【短編】トラックに轢かれそうな子供を助けるまでのひととき

じょお

【短編】トラックに轢かれそうな子供を助けるまでのひととき

- 前世・有り勝ちな終生 -


自分は「山口 正平やまぐち まさひら」38歳、独身…。会社名は控えるがそこそこ有名な会社…の下請け会社で働くプログラマーだ。よく、「しょうへい…さん?」と勘違いされるが、「まさひら」と読む。苗字が有り勝ちなので間違われないんだけどな…意味は「正しく公平に…」という意味を込めてあるらしいが…初対面で名前の修正を求める毎度のやり取りに飽きが来る。だが、訂正しないと(名前で呼ばれることは滅多に無いが)間違えて呼ばれた時、反応しないと失礼に当たるので…止む無く毎回訂正してるって訳だ。


さて…長い自己紹介の後で申し訳無いが…。実は自意識を保つのがもう限界ギリギリだ。何故なら…先程横断歩道で子供が青信号を渡ってた時、偶々その傍に居た自分が…うっかり気付いてしまったのだ。信号無視して直進してくるトラックを…。運転席を見れば、道交法上やっちゃいけない「ながらスマホ」をしてる自分より若干若い運転手が…そして、ゲームでもしてるんだろうか?…目を輝かせてスマホを持ち上げ、そして喝采を上げてるシーンを…。横断歩道まで残り10mはあるが、そのまま直進すれば子供とトラックは衝突間違いないだろう…。そしてスルーすれば子供の無残な交通事故を目撃したまま、後味の悪いことに目撃者としてインタビューを受けたり、「何故助けに飛び出さなかったんだっ!?」とか謂れのないことで被害者家族に怨嗟えんさの目で訴えられたり…何か想像していただけでウツになりそうだ…



- そして時間は数分前へとさかのぼる -


「はっ!?」


何故か体が動いている…そう。子供に向かって全力疾走を…何故!?…そのまま歩道で立ち止まっていれば死ぬことはない…恐らく。トラックの運ちゃんが慌てて子供を避けようとしてハンドルを切ったりすればこちらに突っ込んでくるだろうが…ってそんな場合じゃない!


「くっ…」


自分は子供の体を担ぎ上げる。既にトラックは後数mまでの距離に迫っており、時間にして猶予は2~3秒って所だろう。慣性の法則に従って自分の体は前方に働いてるが、子供の体をどうすれば助かるか考える…いや、考えても数秒じゃ全然思い付かないが…


「はっ!」


見れば目の前…対岸の歩道にはこちらを見ている野次馬が何人か居た。中にはそこそこガタイがいい男性も居る…彼ならば子供を受け止めることが可能かも知れない。そう反射的に判断した自分は…子供を思い切り放り投げる。数m先の男性に向けて…そして自分の体は子供の体を投げたことに依り、運動エネルギーを失ってその場に留まる…いや、速度を失って少しだけたたらを踏むように止まってしまう。

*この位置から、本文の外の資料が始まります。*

//! Plain-text rendering of the form for a terminal.

use crate::view::{DetailSection, Renderer, ViewModel};
use history::{TransactionKind, TransactionStatus};
use std::io::Write;
use tracing::warn;
use withdrawal::{format_kes, PaymentGateway};

/// Writes each snapshot to `out`.
///
/// Consecutive identical snapshots are skipped.
pub struct TerminalRenderer<W> {
    out: W,
    last: Option<ViewModel>,
}

impl<W: Write> TerminalRenderer<W> {
    pub const fn new(out: W) -> Self {
        Self { out, last: None }
    }

    pub fn into_inner(self) -> W {
        self.out
    }
}

impl TerminalRenderer<std::io::Stdout> {
    pub fn stdout() -> Self {
        Self::new(std::io::stdout())
    }
}

impl<W: Write> Renderer for TerminalRenderer<W> {
    fn render(&mut self, view: &ViewModel) {
        if self.last.as_ref() == Some(view) {
            return;
        }

        if let Err(e) = self.out.write_all(draw(view).as_bytes()).and_then(|()| self.out.flush()) {
            warn!(error = %e, "Failed to draw form");
        }
        self.last = Some(view.clone());
    }
}

/// Render a snapshot as text.
pub fn draw(view: &ViewModel) -> String {
    let mut lines = Vec::new();

    lines.push("──────────────── Payout ────────────────".to_string());

    let methods = view
        .method_options
        .iter()
        .map(|option| {
            if option.active {
                format!("[{}]", option.method)
            } else {
                option.method.to_string()
            }
        })
        .collect::<Vec<_>>()
        .join(" ");
    lines.push(format!("Method:   {methods}"));

    if let Some(gateway) = view.gateway {
        let name = match gateway {
            PaymentGateway::Primary => "primary",
            PaymentGateway::Alternate => "alternate",
        };
        lines.push(format!("Gateway:  {name}"));
    }

    if let Some(balance) = &view.balance {
        lines.push(format!("Balance:  {balance}"));
    }

    lines.push(format!("Amount:   {}", view.form.amount));
    match view.detail_section {
        DetailSection::Bank => {
            lines.push(format!("Name:     {}", view.form.account_name));
            lines.push(format!("Account:  {}", view.form.account_number));
            lines.push(format!("Bank:     {}", view.form.bank_identifier));
            if !view.banks.is_empty() {
                let banks = view
                    .banks
                    .iter()
                    .map(|bank| format!("{} ({})", bank.name, bank.code))
                    .collect::<Vec<_>>()
                    .join(", ");
                lines.push(format!("          banks: {banks}"));
            }
        }
        DetailSection::MobileMoney => {
            lines.push(format!("Phone:    {}", view.form.phone_number));
        }
    }

    lines.push(format!(
        "Amount {} | Fee {} | You receive {}",
        view.fee_preview.amount, view.fee_preview.fee, view.fee_preview.net
    ));

    let button = if view.button.loading {
        format!("[ {} ]", view.button.label)
    } else {
        format!("< {} >", view.button.label)
    };
    lines.push(button);

    if let Some(notification) = &view.notification {
        lines.push(format!(
            "{} {}",
            notification.kind.icon(),
            notification.title
        ));
        for line in notification.message.lines() {
            lines.push(format!("  {line}"));
        }
    }

    if let Some(redirect) = &view.redirect {
        lines.push(format!("Checkout: {}", redirect.url));
    }

    if !view.transactions.is_empty() {
        lines.push("Recent transactions:".to_string());
        for record in &view.transactions {
            let kind = match record.kind {
                TransactionKind::Withdrawal => {
                    record.method.map_or("withdrawal", |method| method.as_str())
                }
                TransactionKind::Deposit => "deposit",
            };
            let status = match record.status {
                TransactionStatus::Pending => "pending",
                TransactionStatus::Success => "success",
                TransactionStatus::Failed => "failed",
            };
            lines.push(format!(
                "  {}  {:<8} {:>14}  {:<7}  {}",
                record.timestamp.format("%Y-%m-%d %H:%M"),
                kind,
                format_kes(record.amount),
                status,
                record.id
            ));
        }
    }

    let mut text = lines.join("\n");
    text.push_str("\n\n");
    text
}

#[cfg(test)]
mod tests {
    use super::*;
    use crate::{
        form::FormState,
        view::{ButtonState, FeeLabels, MethodOption, SubmissionState},
    };
    use history::TransactionRecord;
    use rust_decimal::Decimal;
    use withdrawal::{Field, WithdrawalMethod};

    fn view() -> ViewModel {
        ViewModel {
            method_options: vec![
                MethodOption {
                    method: WithdrawalMethod::Bank,
                    active: true,
                },
                MethodOption {
                    method: WithdrawalMethod::MobileMoney,
                    active: false,
                },
            ],
            detail_section: DetailSection::Bank,
            required_fields: vec![Field::AccountName],
            gateway: None,
            form: FormState::default(),
            fee_preview: FeeLabels {
                amount: "KES 0".to_string(),
                fee: "KES 50".to_string(),
                net: "KES 0".to_string(),
            },
            button: SubmissionState::Idle.into(),
            notification: None,
            transactions: vec![TransactionRecord::withdrawal(
                Some("T1".to_string()),
                Decimal::from(5_000),
                WithdrawalMethod::Bank,
                TransactionStatus::Success,
                "ok",
                Some("2025-01-01T09:30:00Z"),
            )],
            balance: Some("KES 100,000".to_string()),
            banks: Vec::new(),
            redirect: None,
            state: SubmissionState::Idle,
        }
    }

    #[test]
    fn test_draw_contains_form_parts() {
        let text = draw(&view());
        assert!(text.contains("[bank] mpesa"));
        assert!(text.contains("Balance:  KES 100,000"));
        assert!(text.contains("Fee KES 50"));
        assert!(text.contains("< Withdraw Funds >"));
        assert!(text.contains("KES 5,000"));
        assert!(text.contains("T1"));
    }

    #[test]
    fn test_processing_button() {
        let mut view = view();
        view.button = ButtonState::from(SubmissionState::Submitting);
        assert!(draw(&view).contains("[ Processing... ]"));
    }

    #[test]
    fn test_identical_snapshots_drawn_once() {
        let mut renderer = TerminalRenderer::new(Vec::new());
        let first = view();
        renderer.render(&first);
        renderer.render(&view());

        let mut changed = first.clone();
        changed.button = ButtonState::from(SubmissionState::Submitting);
        renderer.render(&changed);

        let out = String::from_utf8(renderer.into_inner()).unwrap();
        assert_eq!(out.matches("Payout").count(), 2);
    }
}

「はぁ…これであの子が助からなかったら、親に恨まれるだろうな…」


そんな呟きの間もトラックは接近を続ける…チラと視線だけ向ければ、今頃横断歩道へ信号無視赤信号で突っ込む所だと気付いたトラックの運ちゃん。慌てた表情でブレーキを踏んだ…と思う。トラックが我が身の数10cmまで近付いた時点で制動を始めたのだから…だが、もう遅い。知ってるか?


…車は急に止まらない。若しくは…止まれない。


って標語を…


自分の体は標準的体格に比べてメタボ気味だ。だから、体重も横にも標準よりは大きく重い…だが、それだけ脂肪を多く含む腹や二の腕、その体重を支える太ももも太いってだけで頑丈って訳じゃない。あぁ…骨もそこそこ頑丈らしい。だが…この幹線道路を法定時速40km/hを超えるであろう速度で突っ込んでくる4トントラックには勝てる筈は無い…喧嘩にも勝てた試しは無いくらいだからな…そんなトラックに勝てたらどんだけチートな存在だろう?


…まぁ、正面…じゃあないか。自分の体の真横から突っ込んできた、ブレーキを今更全力で踏み込んで制動を失ったトラック。一旦運転席の真正面に衝突し…下手に速度が落ちたせいか、跳ね飛ばされずお手玉するかのように何度かトラック運転席にどん、どん!…とぶつかりながら道路の横…の建物の壁に突っ込み、そのまま体全体を壁とキス…なんて甘くもない衝撃でぶっ潰され…人間の死体としては目も当てられない状況になって、その生涯を終えることとなった…


え?…何でそこまで克明に知ってるのかって?


だってさ?…最初にぶち当てられた瞬間に即死して(どうも打ち所が悪かったらしい)…幽体離脱して…そこから最後の瞬間(壁に激突した後、警察や救急車両が来て…(略)…葬式上げて無縁仏として納骨される)までこの目で見てたからな…はぁ、世の交通事故者はここまで自らの最期を見届けてたりするんだろうか?…切ないなぁ…(葬式には会社の上司1人くらいしか来なかったし…いや、孤児院出身者なので孤児院の院長も来るかな?…と期待してたんだけど…連絡が付かなかったのかどうか不明だけど、誰も来なかったんだわ…ハァ)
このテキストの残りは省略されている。